[INSTRUCTIONS TO FOLLOW]
Copy exactly the stretch of data below from the line with "(GameMode::HumanVsHuman, _) =>" through the line with "(GameMode::HumanVsAi(difficulty), Side::Ai) =>", including both of those lines.

[Records drawn from a dataset]
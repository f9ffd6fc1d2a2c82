//! Game session state machine

use serde::{Deserialize, Serialize};
use thiserror::Error;

use crate::board::{Board, Side};
use crate::config::GameConfig;
use crate::difficulty::{Difficulty, DifficultyPolicy};
use crate::rules::{classify, TerminalStatus};

// ============================================================================
// CORE TYPES
// ============================================================================

/// Who sits on each side
#[derive(Clone, Copy, Debug, PartialEq, Eq, Serialize, Deserialize)]
pub enum GameMode {
    HumanVsHuman,
    /// Human plays `Side::Player`, the computer `Side::Ai`
    HumanVsAi(Difficulty),
    /// `first` plays `Side::Ai` (which opens), `second` plays `Side::Player`
    AiVsAi { first: Difficulty, second: Difficulty },
}

impl GameMode {
    pub fn seat(self, side: Side) -> Seat {
        match (self, side) {
            (GameMode::HumanVsHuman, _) => Seat::Human,
            (GameMode::HumanVsAi(_), Side::Player) => Seat::Human,
            (GameMode::HumanVsAi(difficulty), Side::Ai) => Seat::Computer(difficulty),
            (GameMode::AiVsAi { first, .. }, Side::Ai) => Seat::Computer(first),
            (GameMode::AiVsAi { second, .. }, Side::Player) => Seat::Computer(second),
        }
    }

    pub fn opening_side(self) -> Side {
        match self {
            GameMode::AiVsAi { .. } => Side::Ai,
            _ => Side::Player,
        }
    }
}

#[derive(Clone, Copy, Debug, PartialEq, Eq, Serialize, Deserialize)]
pub enum Seat {
    Human,
    Computer(Difficulty),
}

#[derive(Clone, Copy, Debug, PartialEq, Eq, Serialize, Deserialize)]
pub enum Phase {
    Setup,
    InProgress,
    GameOver(TerminalStatus),
}

#[derive(Debug, Clone, PartialEq, Eq, Error)]
pub enum GameError {
    #[error("column {column} is out of range (board has {cols} columns)")]
    ColumnOutOfRange { column: usize, cols: usize },

    #[error("column {0} is full")]
    ColumnFull(usize),

    #[error("game is not in progress")]
    NotInProgress,

    #[error("game has already started")]
    AlreadyStarted,

    #[error("it is the computer's turn ({0})")]
    NotHumanTurn(Side),

    #[error("it is a human's turn ({0})")]
    NotComputerTurn(Side),

    #[error("no legal moves left")]
    NoLegalMoves,
}

/// Record of one applied move
#[derive(Clone, Copy, Debug, PartialEq, Eq, Serialize, Deserialize)]
pub struct MoveOutcome {
    pub side: Side,
    pub column: usize,
    pub row: usize,
    pub status: TerminalStatus,
}

// ============================================================================
// SESSION
// ============================================================================

/// A single game from setup to game over.
///
/// Every move goes through the same path: validate the column, drop the
/// piece, classify the board, then either end the game or pass the turn.
#[derive(Clone, Debug)]
pub struct GameSession {
    config: GameConfig,
    board: Board,
    mode: Option<GameMode>,
    phase: Phase,
    turn: Side,
    history: Vec<MoveOutcome>,
}

impl GameSession {
    pub fn new(config: GameConfig) -> Self {
        let board = config.new_board();
        let turn = config.first_turn.unwrap_or(Side::Player);
        Self {
            config,
            board,
            mode: None,
            phase: Phase::Setup,
            turn,
            history: Vec::new(),
        }
    }

    /// Leave setup and begin play
    pub fn start(&mut self, mode: GameMode) -> Result<(), GameError> {
        if self.phase != Phase::Setup {
            return Err(GameError::AlreadyStarted);
        }
        self.mode = Some(mode);
        self.turn = self.config.first_turn.unwrap_or_else(|| mode.opening_side());
        self.phase = Phase::InProgress;

        tracing::debug!(?mode, turn = %self.turn, "game started");
        Ok(())
    }

    /// Back to setup with a fresh board
    pub fn restart(&mut self) {
        self.board = self.config.new_board();
        self.mode = None;
        self.phase = Phase::Setup;
        self.turn = self.config.first_turn.unwrap_or(Side::Player);
        self.history.clear();
    }

    /// Human move in `column` (0-based)
    pub fn play(&mut self, column: usize) -> Result<MoveOutcome, GameError> {
        let mode = self.active_mode()?;
        if let Seat::Computer(_) = mode.seat(self.turn) {
            return Err(GameError::NotHumanTurn(self.turn));
        }
        self.apply(column)
    }

    /// Let the computer on the current seat move
    pub fn ai_move(&mut self, policy: &mut DifficultyPolicy) -> Result<MoveOutcome, GameError> {
        let mode = self.active_mode()?;
        let Seat::Computer(difficulty) = mode.seat(self.turn) else {
            return Err(GameError::NotComputerTurn(self.turn));
        };

        let column = policy
            .choose_move(difficulty, &self.board, self.turn)
            .ok_or(GameError::NoLegalMoves)?;
        self.apply(column)
    }

    fn active_mode(&self) -> Result<GameMode, GameError> {
        match (self.phase, self.mode) {
            (Phase::InProgress, Some(mode)) => Ok(mode),
            _ => Err(GameError::NotInProgress),
        }
    }

    fn apply(&mut self, column: usize) -> Result<MoveOutcome, GameError> {
        if column >= self.board.cols() {
            return Err(GameError::ColumnOutOfRange {
                column,
                cols: self.board.cols(),
            });
        }
        let row = self
            .board
            .next_open_row(column)
            .ok_or(GameError::ColumnFull(column))?;

        let side = self.turn;
        self.board.drop_piece(row, column, side);
        let status = classify(&self.board, side);

        let outcome = MoveOutcome {
            side,
            column,
            row,
            status,
        };
        self.history.push(outcome);

        if status.is_terminal() {
            tracing::debug!(?status, moves = self.history.len(), "game over");
            self.phase = Phase::GameOver(status);
        } else {
            self.turn = side.opponent();
        }

        Ok(outcome)
    }

    pub fn config(&self) -> &GameConfig {
        &self.config
    }

    pub fn board(&self) -> &Board {
        &self.board
    }

    pub fn mode(&self) -> Option<GameMode> {
        self.mode
    }

    pub fn phase(&self) -> Phase {
        self.phase
    }

    /// Side to move (or the side that made the final move once over)
    pub fn turn(&self) -> Side {
        self.turn
    }

    pub fn history(&self) -> &[MoveOutcome] {
        &self.history
    }

    /// Seat of the side to move, `None` outside of play
    pub fn seat_to_move(&self) -> Option<Seat> {
        self.active_mode().ok().map(|mode| mode.seat(self.turn))
    }

    pub fn is_over(&self) -> bool {
        matches!(self.phase, Phase::GameOver(_))
    }

    pub fn status(&self) -> TerminalStatus {
        match self.phase {
            Phase::GameOver(status) => status,
            _ => TerminalStatus::InProgress,
        }
    }
}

[EXERCISE ANSWER]
            (GameMode::HumanVsHuman, _) => Seat::Human,
            (GameMode::HumanVsAi(_), Side::Player) => Seat::Human,
            (GameMode::HumanVsAi(difficulty), Side::Ai) => Seat::Computer(difficulty),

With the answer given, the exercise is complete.